== EXERCISE INSTRUCTIONS ==
Each record must be retyped word for word.

--- --- ---

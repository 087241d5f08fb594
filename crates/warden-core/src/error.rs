//! Error types for the Warden system.
//!
//! Two families of errors exist. [`DomainError`]s are expected outcomes
//! of business rules (a duplicate grant, a missing request) and are
//! rendered to callers as a stable error code. Everything else in
//! [`WardenError`] is infrastructure failure that propagates unchanged.

use thiserror::Error;

/// Business-rule failures, each with a stable wire code.
#[derive(Debug, Clone, Copy, PartialEq, Eq, Error)]
pub enum DomainError {
    #[error("permission grant already exists")]
    PermissionExists,

    #[error("permission grant not found")]
    GrantNotFound,

    #[error("approval workflow not found or disabled")]
    WorkflowNotFound,

    #[error("approval request not found or no longer pending")]
    RequestNotFound,

    #[error("approver is not authorized for the current step")]
    NotAuthorized,

    #[error("workflow still has pending approval requests")]
    HasPendingRequests,

    #[error("delegation not found")]
    DelegationNotFound,

    #[error("only the delegator may revoke a delegation")]
    NotDelegator,

    #[error("team still has sub-teams")]
    HasSubTeams,

    #[error("member already belongs to the team")]
    AlreadyMember,

    #[error("a team with this name already exists in the organization")]
    TeamNameExists,
}

impl DomainError {
    /// The stable code surfaced to callers.
    pub fn code(&self) -> &'static str {
        match self {
            DomainError::PermissionExists => "PERMISSION_EXISTS",
            DomainError::GrantNotFound => "GRANT_NOT_FOUND",
            DomainError::WorkflowNotFound => "WORKFLOW_NOT_FOUND",
            DomainError::RequestNotFound => "REQUEST_NOT_FOUND",
            DomainError::NotAuthorized => "NOT_AUTHORIZED",
            DomainError::HasPendingRequests => "HAS_PENDING_REQUESTS",
            DomainError::DelegationNotFound => "DELEGATION_NOT_FOUND",
            DomainError::NotDelegator => "NOT_DELEGATOR",
            DomainError::HasSubTeams => "HAS_SUB_TEAMS",
            DomainError::AlreadyMember => "ALREADY_MEMBER",
            DomainError::TeamNameExists => "TEAM_NAME_EXISTS",
        }
    }
}

#[derive(Debug, Error)]
pub enum WardenError {
    #[error(transparent)]
    Domain(#[from] DomainError),

    #[error("Entity not found: {entity} with id {id}")]
    NotFound { entity: String, id: String },

    #[error("Entity already exists: {entity}")]
    AlreadyExists { entity: String },

    #[error("Validation error: {message}")]
    Validation { message: String },

    #[error("Database error: {0}")]
    Database(String),

    #[error("Internal error: {0}")]
    Internal(String),
}

impl WardenError {
    pub fn validation(message: impl Into<String>) -> Self {
        WardenError::Validation {
            message: message.into(),
        }
    }

    /// Code for errors that are returned to the caller rather than
    /// propagated. `None` means the error is an infrastructure failure.
    pub fn code(&self) -> Option<&'static str> {
        match self {
            WardenError::Domain(e) => Some(e.code()),
            WardenError::NotFound { .. } => Some("NOT_FOUND"),
            WardenError::Validation { .. } => Some("VALIDATION_ERROR"),
            WardenError::AlreadyExists { .. }
            | WardenError::Database(_)
            | WardenError::Internal(_) => None,
        }
    }

    pub fn is_domain(&self, expected: DomainError) -> bool {
        matches!(self, WardenError::Domain(e) if *e == expected)
    }
}

pub type WardenResult<T> = Result<T, WardenError>;
//! Per-request async locks.
//!
//! An entry lives only while some caller holds or awaits the lock for
//! its request; the last [`RequestSlot`] to drop removes it.

use std::collections::HashMap;
use std::sync::{Arc, Mutex};

use tokio::sync::{Mutex as AsyncMutex, MutexGuard};
use uuid::Uuid;

#[derive(Debug, Default)]
pub struct RequestLocks {
    entries: Mutex<HashMap<Uuid, Arc<AsyncMutex<()>>>>,
}

impl RequestLocks {
    pub fn new() -> Self {
        Self::default()
    }

    /// Register interest in `request_id`'s lock. Lock it with
    /// [`RequestSlot::lock`]; drop the guard before the slot.
    pub fn slot(&self, request_id: Uuid) -> RequestSlot<'_> {
        let mut entries = self.entries.lock().unwrap_or_else(|e| e.into_inner());
        let lock = Arc::clone(entries.entry(request_id).or_default());
        RequestSlot {
            locks: self,
            request_id,
            lock,
        }
    }

    /// Requests with at least one live slot.
    pub fn len(&self) -> usize {
        self.entries
            .lock()
            .unwrap_or_else(|e| e.into_inner())
            .len()
    }

    pub fn is_empty(&self) -> bool {
        self.len() == 0
    }
}

pub struct RequestSlot<'a> {
    locks: &'a RequestLocks,
    request_id: Uuid,
    lock: Arc<AsyncMutex<()>>,
}

impl RequestSlot<'_> {
    pub async fn lock(&self) -> MutexGuard<'_, ()> {
        self.lock.lock().await
    }
}

impl Drop for RequestSlot<'_> {
    fn drop(&mut self) {
        let mut entries = self
            .locks
            .entries
            .lock()
            .unwrap_or_else(|e| e.into_inner());
        // One reference in the map, one here: nobody else is waiting.
        if Arc::strong_count(&self.lock) == 2 {
            entries.remove(&self.request_id);
        }
    }
}

#[cfg(test)]
mod tests {
    use std::time::Duration;

    use super::*;

    #[tokio::test]
    async fn entry_is_dropped_with_the_last_slot() {
        let locks = RequestLocks::new();
        let id = Uuid::new_v4();
        {
            let slot = locks.slot(id);
            let _guard = slot.lock().await;
            assert_eq!(locks.len(), 1);
        }
        assert!(locks.is_empty());
    }

    #[tokio::test]
    async fn entry_survives_while_another_caller_waits() {
        let locks = RequestLocks::new();
        let id = Uuid::new_v4();

        let first = locks.slot(id);
        let guard = first.lock().await;
        let second = locks.slot(id);

        drop(guard);
        drop(first);
        assert_eq!(locks.len(), 1);

        {
            let _guard = second.lock().await;
        }
        drop(second);
        assert!(locks.is_empty());
    }

    #[tokio::test]
    async fn abandoned_waiter_does_not_leak() {
        let locks = RequestLocks::new();
        let id = Uuid::new_v4();

        let holder = locks.slot(id);
        let guard = holder.lock().await;
        {
            let waiter = locks.slot(id);
            let waited = tokio::time::timeout(Duration::from_millis(20), waiter.lock()).await;
            assert!(waited.is_err());
        }
        assert_eq!(locks.len(), 1);

        drop(guard);
        drop(holder);
        assert!(locks.is_empty());
    }

    #[tokio::test]
    async fn distinct_requests_do_not_share_a_lock() {
        let locks = RequestLocks::new();
        let a = locks.slot(Uuid::new_v4());
        let b = locks.slot(Uuid::new_v4());
        let _ga = a.lock().await;
        let _gb = b.lock().await;
        assert_eq!(locks.len(), 2);
    }
}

--- --- ---

== ANSWER BELOW ==
repository 087241d5f08fb594
filename crates/warden-core/src/error.rs
//! Error types for the Warden system.
//!
//! Two families of errors exist. [`DomainError`]s are expected outcomes
//! of business rules (a duplicate grant, a missing request) and are
//! rendered to callers as a stable error code. Everything else in
//! [`WardenError`] is infrastructure failure that propagates unchanged.

use thiserror::Error;

/// Business-rule failures, each with a stable wire code.
#[derive(Debug, Clone, Copy, PartialEq, Eq, Error)]
pub enum DomainError {
    #[error("permission grant already exists")]
    PermissionExists,

    #[error("permission grant not found")]
    GrantNotFound,

    #[error("approval workflow not found or disabled")]
    WorkflowNotFound,

    #[error("approval request not found or no longer pending")]
    RequestNotFound,

    #[error("approver is not authorized for the current step")]
    NotAuthorized,

    #[error("workflow still has pending approval requests")]
    HasPendingRequests,

    #[error("delegation not found")]
    DelegationNotFound,

    #[error("only the delegator may revoke a delegation")]
    NotDelegator,

    #[error("team still has sub-teams")]
    HasSubTeams,

    #[error("member already belongs to the team")]
    AlreadyMember,

    #[error("a team with this name already exists in the organization")]
    TeamNameExists,
}

impl DomainError {
    /// The stable code surfaced to callers.
    pub fn code(&self) -> &'static str {
        match self {
            DomainError::PermissionExists => "PERMISSION_EXISTS",
            DomainError::GrantNotFound => "GRANT_NOT_FOUND",
            DomainError::WorkflowNotFound => "WORKFLOW_NOT_FOUND",
            DomainError::RequestNotFound => "REQUEST_NOT_FOUND",
            DomainError::NotAuthorized => "NOT_AUTHORIZED",
            DomainError::HasPendingRequests => "HAS_PENDING_REQUESTS",
            DomainError::DelegationNotFound => "DELEGATION_NOT_FOUND",
            DomainError::NotDelegator => "NOT_DELEGATOR",
            DomainError::HasSubTeams => "HAS_SUB_TEAMS",
            DomainError::AlreadyMember => "ALREADY_MEMBER",
            DomainError::TeamNameExists => "TEAM_NAME_EXISTS",
        }
    }
}

#[derive(Debug, Error)]
pub enum WardenError {
    #[error(transparent)]
    Domain(#[from] DomainError),

    #[error("Entity not found: {entity} with id {id}")]
    NotFound { entity: String, id: String },

    #[error("Entity already exists: {entity}")]
    AlreadyExists { entity: String },

    #[error("Validation error: {message}")]
    Validation { message: String },

    #[error("Database error: {0}")]
    Database(String),

    #[error("Internal error: {0}")]
    Internal(String),
}

impl WardenError {
    pub fn validation(message: impl Into<String>) -> Self {
        WardenError::Validation {
            message: message.into(),
        }
    }

    /// Code for errors that are returned to the caller rather than
    /// propagated. `None` means the error is an infrastructure failure.
    pub fn code(&self) -> Option<&'static str> {
        match self {
            WardenError::Domain(e) => Some(e.code()),
            WardenError::NotFound { .. } => Some("NOT_FOUND"),
            WardenError::Validation { .. } => Some("VALIDATION_ERROR"),
            WardenError::AlreadyExists { .. }
            | WardenError::Database(_)
            | WardenError::Internal(_) => None,
        }
    }

    pub fn is_domain(&self, expected: DomainError) -> bool {
        matches!(self, WardenError::Domain(e) if *e == expected)
    }
}

pub type WardenResult<T> = Result<T, WardenError>;
//! Per-request async locks.
//!
//! An entry lives only while some caller holds or awaits the lock for
//! its request; the last [`RequestSlot`] to drop removes it.

use std::collections::HashMap;
use std::sync::{Arc, Mutex};

use tokio::sync::{Mutex as AsyncMutex, MutexGuard};
use uuid::Uuid;

#[derive(Debug, Default)]
pub struct RequestLocks {
    entries: Mutex<HashMap<Uuid, Arc<AsyncMutex<()>>>>,
}

impl RequestLocks {
    pub fn new() -> Self {
        Self::default()
    }

    /// Register interest in `request_id`'s lock. Lock it with
    /// [`RequestSlot::lock`]; drop the guard before the slot.
    pub fn slot(&self, request_id: Uuid) -> RequestSlot<'_> {
        let mut entries = self.entries.lock().unwrap_or_else(|e| e.into_inner());
        let lock = Arc::clone(entries.entry(request_id).or_default());
        RequestSlot {
            locks: self,
            request_id,
            lock,
        }
    }

    /// Requests with at least one live slot.
    pub fn len(&self) -> usize {
        self.entries
            .lock()
            .unwrap_or_else(|e| e.into_inner())
            .len()
    }

    pub fn is_empty(&self) -> bool {
        self.len() == 0
    }
}

pub struct RequestSlot<'a> {
    locks: &'a RequestLocks,
    request_id: Uuid,
    lock: Arc<AsyncMutex<()>>,
}

impl RequestSlot<'_> {
    pub async fn lock(&self) -> MutexGuard<'_, ()> {
        self.lock.lock().await
    }
}

impl Drop for RequestSlot<'_> {
    fn drop(&mut self) {
        let mut entries = self
            .locks
            .entries
            .lock()
            .unwrap_or_else(|e| e.into_inner());
        // One reference in the map, one here: nobody else is waiting.
        if Arc::strong_count(&self.lock) == 2 {
            entries.remove(&self.request_id);
        }
    }
}

#[cfg(test)]
mod tests {
    use std::time::Duration;

    use super::*;

    #[tokio::test]
    async fn entry_is_dropped_with_the_last_slot() {
        let locks = RequestLocks::new();
        let id = Uuid::new_v4();
        {
            let slot = locks.slot(id);
            let _guard = slot.lock().await;
            assert_eq!(locks.len(), 1);
        }
        assert!(locks.is_empty());
    }

    #[tokio::test]
    async fn entry_survives_while_another_caller_waits() {
        let locks = RequestLocks::new();
        let id = Uuid::new_v4();

        let first = locks.slot(id);
        let guard = first.lock().await;
        let second = locks.slot(id);

        drop(guard);
        drop(first);
        assert_eq!(locks.len(), 1);

        {
            let _guard = second.lock().await;
        }
        drop(second);
        assert!(locks.is_empty());
    }

    #[tokio::test]
    async fn abandoned_waiter_does_not_leak() {
        let locks = RequestLocks::new();
        let id = Uuid::new_v4();

        let holder = locks.slot(id);
        let guard = holder.lock().await;
        {
            let waiter = locks.slot(id);
            let waited = tokio::time::timeout(Duration::from_millis(20), waiter.lock()).await;
            assert!(waited.is_err());
        }
        assert_eq!(locks.len(), 1);

        drop(guard);
        drop(holder);
        assert!(locks.is_empty());
    }

    #[tokio::test]
    async fn distinct_requests_do_not_share_a_lock() {
        let locks = RequestLocks::new();
        let a = locks.slot(Uuid::new_v4());
        let b = locks.slot(Uuid::new_v4());
        let _ga = a.lock().await;
        let _gb = b.lock().await;
        assert_eq!(locks.len(), 2);
    }
}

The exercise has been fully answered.